Explaining Relationships Using Regression Analysis

A regression model can be used for two different purposes. It can be used to explain how one variable (y) depends on another variable (x). Indeed, here we are often trying to identify causal inferences, to explain how a system works. It can also be used to make forecasts about future outcomes.

During this week we are going to focus on the first purpose, thinking about potential causal links in the performance of professional sports teams. We are going to focus on the performance of teams across an entire season, in terms of either win percentage or league position.

The main input to any team is, of course, the players themselves. Teams compete to hire the best players and player agents seek to find the best financial deal for their clients. It is reasonable to expect, therefore, that team expenditure on player salaries should be an important factor in determining team performance. To be clear, the logic of this is NOT that paying higher salaries will make players perform better. At the top level of professional sports, all players are highly motivated, and salary probably does not play a significant motivational role. Rather, competition for players means that salaries are likely to reflect relative abilities. Better players command higher salaries, and as a result the aggregate pay of players on the team is likely to be a good predictor of team performance.

There are a number of sources for player salary data. In the North American major leagues, salary negotiations are framed by collective bargaining agreements with player unions, which often publish individual player salary data. In European soccer leagues, aggregate salary data is to be found in audited financial statements of professional clubs, which are often available to the public (notably in England). Cricket players in the Indian Premier League have their salaries determined in a public auction.

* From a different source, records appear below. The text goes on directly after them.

//! Two-phase cross-reference registry.
//!
//! While resources are scanned, checkers register every outgoing reference
//! and every anchor they declare. Registration never judges anything. Once
//! all scans are done, [`XRefRegistry::resolve`] runs exactly once and
//! classifies each reference against the final registry state, so the
//! outcome does not depend on the order resources were scanned in.

use std::collections::{BTreeMap, BTreeSet};
use std::fmt;
use std::sync::atomic::{AtomicBool, Ordering};
use std::sync::{Mutex, PoisonError};

use crate::context::EpubVersion;
use crate::error::{EpubError, PathError};
use crate::media;
use crate::path::{
    check_fragment, reference_form, resolve_relative_reference, split_fragment, FragmentCheck,
    FragmentGrammar, ReferenceForm,
};
use crate::report::{Location, ReportSink, ValidationDiagnostic, ValidationSeverity};

/// What a reference is used for; decides which targets are compatible.
#[derive(Clone, Copy, Debug, PartialEq, Eq, PartialOrd, Ord, Hash)]
pub enum ReferenceKind {
    /// `a/@href` and similar navigable links.
    Hyperlink,
    /// Link in the EPUB 3 navigation document.
    NavLink,
    /// `content/@src` in an NCX.
    NcxContent,
    /// EPUB 2 `guide/reference/@href`.
    Guide,
    /// `link rel="stylesheet"` or CSS `@import`.
    Stylesheet,
    /// Image source (`img`, SVG `image`, CSS `url()`).
    Image,
    /// `@font-face` source.
    Font,
    /// `audio` source.
    Audio,
    /// `video` source.
    Video,
    /// Media overlay `text/@src`.
    OverlayText,
    /// Media overlay `audio/@src`.
    OverlayAudio,
    /// Search-key map group target.
    SearchKey,
    /// Package manifest `item/@href`.
    ManifestItem,
    /// `container.xml` rootfile `full-path`.
    Rootfile,
    /// `encryption.xml` `CipherReference/@URI`.
    EncryptedResource,
    /// `script/@src`.
    Script,
    /// `cite` attributes.
    Cite,
    /// `link` elements other than stylesheets.
    Link,
    /// Any other resource reference.
    Generic,
}

impl ReferenceKind {
    /// Label used in messages.
    pub fn as_str(&self) -> &'static str {
        match self {
            ReferenceKind::Hyperlink => "hyperlink",
            ReferenceKind::NavLink => "navigation link",
            ReferenceKind::NcxContent => "NCX content",
            ReferenceKind::Guide => "guide reference",
            ReferenceKind::Stylesheet => "stylesheet",
            ReferenceKind::Image => "image",
            ReferenceKind::Font => "font",
            ReferenceKind::Audio => "audio",
            ReferenceKind::Video => "video",
            ReferenceKind::OverlayText => "media overlay text",
            ReferenceKind::OverlayAudio => "media overlay audio",
            ReferenceKind::SearchKey => "search key",
            ReferenceKind::ManifestItem => "manifest item",
            ReferenceKind::Rootfile => "rootfile",
            ReferenceKind::EncryptedResource => "encrypted resource",
            ReferenceKind::Script => "script",
            ReferenceKind::Cite => "citation",
            ReferenceKind::Link => "link",
            ReferenceKind::Generic => "resource",
        }
    }

    /// Remote URLs are fine without a manifest declaration.
    fn allows_undeclared_remote(&self) -> bool {
        matches!(
            self,
            ReferenceKind::Hyperlink | ReferenceKind::Cite | ReferenceKind::Link
        )
    }

    /// Resolved against the container root instead of the source's directory.
    fn is_container_rooted(&self) -> bool {
        matches!(self, ReferenceKind::Rootfile | ReferenceKind::EncryptedResource)
    }

    /// Target must be a manifest item.
    fn requires_declaration(&self) -> bool {
        !matches!(
            self,
            ReferenceKind::Rootfile | ReferenceKind::EncryptedResource | ReferenceKind::ManifestItem
        )
    }

    fn allows_fragment(&self) -> bool {
        !matches!(
            self,
            ReferenceKind::ManifestItem
                | ReferenceKind::Rootfile
                | ReferenceKind::EncryptedResource
                | ReferenceKind::Stylesheet
                | ReferenceKind::Script
        )
    }

    /// Severity of an incompatible target, or `None` when any type is fine.
    fn incompatible(
        &self,
        media_type: &str,
        has_content_fallback: bool,
        epub3: bool,
    ) -> Option<ValidationSeverity> {
        let mt = media::essence(media_type);
        let compatible = match self {
            ReferenceKind::Stylesheet => mt == media::CSS,
            ReferenceKind::Image => media::is_image(mt) || has_content_fallback,
            ReferenceKind::Font => media::is_font(mt),
            ReferenceKind::Audio | ReferenceKind::OverlayAudio => media::is_audio(mt),
            ReferenceKind::Video => media::is_video(mt) || has_content_fallback,
            ReferenceKind::OverlayText => mt == media::XHTML || mt == media::SVG,
            ReferenceKind::SearchKey => mt == media::XHTML,
            ReferenceKind::Script => media::is_script(mt),
            ReferenceKind::Hyperlink | ReferenceKind::NavLink | ReferenceKind::NcxContent => {
                media::is_content_document(mt, epub3) || has_content_fallback
            }
            _ => true,
        };
        match (compatible, self) {
            (true, _) => None,
            (false, ReferenceKind::Font) => Some(ValidationSeverity::Warning),
            (false, _) => Some(ValidationSeverity::Error),
        }
    }
}

impl fmt::Display for ReferenceKind {
    fn fmt(&self, f: &mut fmt::Formatter<'_>) -> fmt::Result {
        f.write_str(self.as_str())
    }
}

/// One registered reference.
#[derive(Clone, Debug, PartialEq, Eq)]
pub struct ResourceReference {
    /// Container path of the resource holding the reference.
    pub source: String,
    /// Where the reference appears.
    pub location: Option<Location>,
    /// Reference as written.
    pub raw: String,
    /// Usage.
    pub kind: ReferenceKind,
    /// Unresolved required references are errors, advisory ones warnings.
    pub required: bool,
}

/// Scan outcome of a target resource.
#[derive(Clone, Copy, Debug, Default, PartialEq, Eq)]
pub enum ScanState {
    /// Not scanned (yet).
    #[default]
    Pending,
    /// Parsed successfully; its anchors are known.
    Parsed,
    /// Scanned but could not be parsed or decrypted.
    Unparsable,
}

#[derive(Clone, Debug, Default)]
struct TargetRecord {
    media_type: Option<String>,
    declared: bool,
    has_content_fallback: bool,
    anchors: BTreeSet<String>,
    state: ScanState,
}

/// Which references a resolution pass judges.
#[derive(Clone, Debug, PartialEq, Eq)]
pub enum ResolutionScope {
    /// Every reference of a full publication.
    Publication,
    /// Only references back into this one file; everything else is outside
    /// what can be checked.
    SingleFile(String),
}

/// Fixed inputs of a registry.
#[derive(Clone, Debug)]
pub struct RegistryConfig {
    paths: BTreeSet<String>,
    version: EpubVersion,
    scope: ResolutionScope,
}

impl RegistryConfig {
    /// Registry for a publication whose container holds `paths`.
    pub fn publication(paths: BTreeSet<String>, version: EpubVersion) -> Self {
        Self {
            paths,
            version,
            scope: ResolutionScope::Publication,
        }
    }

    /// Registry for validating `path` on its own.
    pub fn single_file(path: &str, version: EpubVersion) -> Self {
        Self {
            paths: BTreeSet::from([path.to_string()]),
            version,
            scope: ResolutionScope::SingleFile(path.to_string()),
        }
    }
}

#[derive(Default)]
struct RegistryState {
    references: BTreeMap<(String, Option<Location>, String), ResourceReference>,
    targets: BTreeMap<String, TargetRecord>,
    remotes: BTreeSet<String>,
}

/// Counts from a finished resolution pass.
#[derive(Clone, Copy, Debug, Default, PartialEq, Eq)]
pub struct ResolutionSummary {
    /// References examined.
    pub references: usize,
    /// Diagnostics emitted.
    pub diagnostics: usize,
}

/// Thread-safe reference and anchor accumulator with a one-shot resolver.
pub struct XRefRegistry {
    config: RegistryConfig,
    state: Mutex<RegistryState>,
    resolved: AtomicBool,
}

impl XRefRegistry {
    /// Empty registry.
    pub fn new(config: RegistryConfig) -> Self {
        Self {
            config,
            state: Mutex::new(RegistryState::default()),
            resolved: AtomicBool::new(false),
        }
    }

    fn with_state<T>(&self, f: impl FnOnce(&mut RegistryState) -> T) -> T {
        let mut state = self.state.lock().unwrap_or_else(PoisonError::into_inner);
        f(&mut state)
    }

    fn accepting(&self, what: &str) -> bool {
        if self.resolved.load(Ordering::Acquire) {
            log::warn!("[XREF] ignoring {} registered after resolution", what);
            return false;
        }
        true
    }

    /// Record an outgoing reference. Returns `false` when the same
    /// `(source, location, raw)` triple was already registered.
    pub fn register_reference(
        &self,
        source: &str,
        location: Option<Location>,
        raw: &str,
        kind: ReferenceKind,
        required: bool,
    ) -> bool {
        if !self.accepting("reference") {
            return false;
        }
        let key = (source.to_string(), location, raw.to_string());
        self.with_state(|state| {
            if state.references.contains_key(&key) {
                return false;
            }
            state.references.insert(
                key,
                ResourceReference {
                    source: source.to_string(),
                    location,
                    raw: raw.to_string(),
                    kind,
                    required,
                },
            );
            true
        })
    }

    /// Record an anchor (`id`) declared by the resource at `path`. Returns
    /// `false` for a repeated anchor.
    pub fn register_anchor(&self, path: &str, id: &str) -> bool {
        if !self.accepting("anchor") {
            return false;
        }
        self.with_state(|state| {
            state
                .targets
                .entry(path.to_string())
                .or_default()
                .anchors
                .insert(id.to_string())
        })
    }

    /// Record a manifest declaration of a local resource.
    pub fn declare_resource(&self, path: &str, media_type: &str, has_content_fallback: bool) {
        if !self.accepting("declaration") {
            return;
        }
        self.with_state(|state| {
            let record = state.targets.entry(path.to_string()).or_default();
            record.declared = true;
            record.media_type = Some(media_type.to_string());
            record.has_content_fallback |= has_content_fallback;
        });
    }

    /// Record the media type of an undeclared resource (container files,
    /// single-file mode) without marking it declared.
    pub fn note_media_type(&self, path: &str, media_type: &str) {
        if !self.accepting("media type") {
            return;
        }
        self.with_state(|state| {
            let record = state.targets.entry(path.to_string()).or_default();
            if record.media_type.is_none() {
                record.media_type = Some(media_type.to_string());
            }
        });
    }

    /// Record a manifest declaration of a remote resource.
    pub fn declare_remote(&self, url: &str) {
        if !self.accepting("remote declaration") {
            return;
        }
        let url = split_fragment(url.trim()).0.to_string();
        self.with_state(|state| state.remotes.insert(url));
    }

    /// The resource at `path` was parsed; its anchors are complete.
    pub fn mark_parsed(&self, path: &str) {
        self.set_state(path, ScanState::Parsed);
    }

    /// The resource at `path` could not be parsed or decrypted.
    pub fn mark_unparsable(&self, path: &str) {
        self.set_state(path, ScanState::Unparsable);
    }

    fn set_state(&self, path: &str, scan: ScanState) {
        if !self.accepting("scan state") {
            return;
        }
        self.with_state(|state| state.targets.entry(path.to_string()).or_default().state = scan);
    }

    /// Whether resolution has run.
    pub fn is_resolved(&self) -> bool {
        self.resolved.load(Ordering::Acquire)
    }

    /// Number of registered references.
    pub fn reference_count(&self) -> usize {
        self.with_state(|state| state.references.len())
    }

    /// Classify every registered reference and report problems to `sink`.
    ///
    /// Runs once; a second call fails with
    /// [`EpubError::ResolutionAlreadyRun`].
    pub fn resolve(&self, sink: &dyn ReportSink) -> Result<ResolutionSummary, EpubError> {
        if self.resolved.swap(true, Ordering::AcqRel) {
            return Err(EpubError::ResolutionAlreadyRun);
        }
        let state = std::mem::take(
            &mut *self.state.lock().unwrap_or_else(PoisonError::into_inner),
        );
        log::debug!(
            "[XREF] resolving {} references against {} targets",
            state.references.len(),
            state.targets.len()
        );

        let resolver = Resolver {
            config: &self.config,
            state: &state,
        };
        let mut summary = ResolutionSummary {
            references: state.references.len(),
            diagnostics: 0,
        };
        for reference in state.references.values() {
            if let Some(diagnostic) = resolver.classify(reference) {
                summary.diagnostics += 1;
                sink.report(
                    diagnostic
                        .with_path(reference.source.clone())
                        .at(reference.location),
                );
            }
        }
        log::debug!(
            "[XREF] resolution produced {} diagnostics",
            summary.diagnostics
        );
        Ok(summary)
    }
}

This week we are going to examine the wage-performance relationship in four different leagues - the NBA, the English Premier League, Major League Baseball and the National Hockey League. While our focus is on the role of salaries, we will also consider other factors that might be relevant, which will help us to think about some of the issues that arise in regression analysis.

We start with the NBA.

In [ ]:
# As usual, we begin by loading the packages we will need

import pandas as pd
import numpy as np
import matplotlib.pyplot as plt
import seaborn as sns
import statsmodels.formula.api as smf
In [ ]:
# Now we load the data

NBA=pd.read_excel("../../Data/Week 5/NBA pay and performance.xlsx")

We use .describe() to look at the summary statistics for the data. From this we can see that we have 210 observations, for teams running from 2012 to 2018 (7 seasons). Our two variables of interest are win percentage and team salaries. We can also use .info() to summarize the dataframe.

In [ ]:
NBA.describe()
In [ ]:
NBA.info()

If salaries reflect player ability, then the the success of a team should depend on how much more or less it pays than its rivals. However, if we look at salaries paid out in different seasons, there is clearly inflation in player salaries. We can see this if we use the .groupby() command to look at total salaries over the seven seasons:

In [ ]:
Sumsal = NBA.groupby(['season'])['salaries'].sum().reset_index().rename(columns={'salaries':'allsal'})
Sumsal

We can see that salaries in 2018 were more than double the level in 2012, and increased consistently from year to year. This does not imply that the players were gettign better from season to season. Rather, this is a reflection of the growing revenues of the NBA, and the ability of players to bargain for a more or less constant share of this growing revenue.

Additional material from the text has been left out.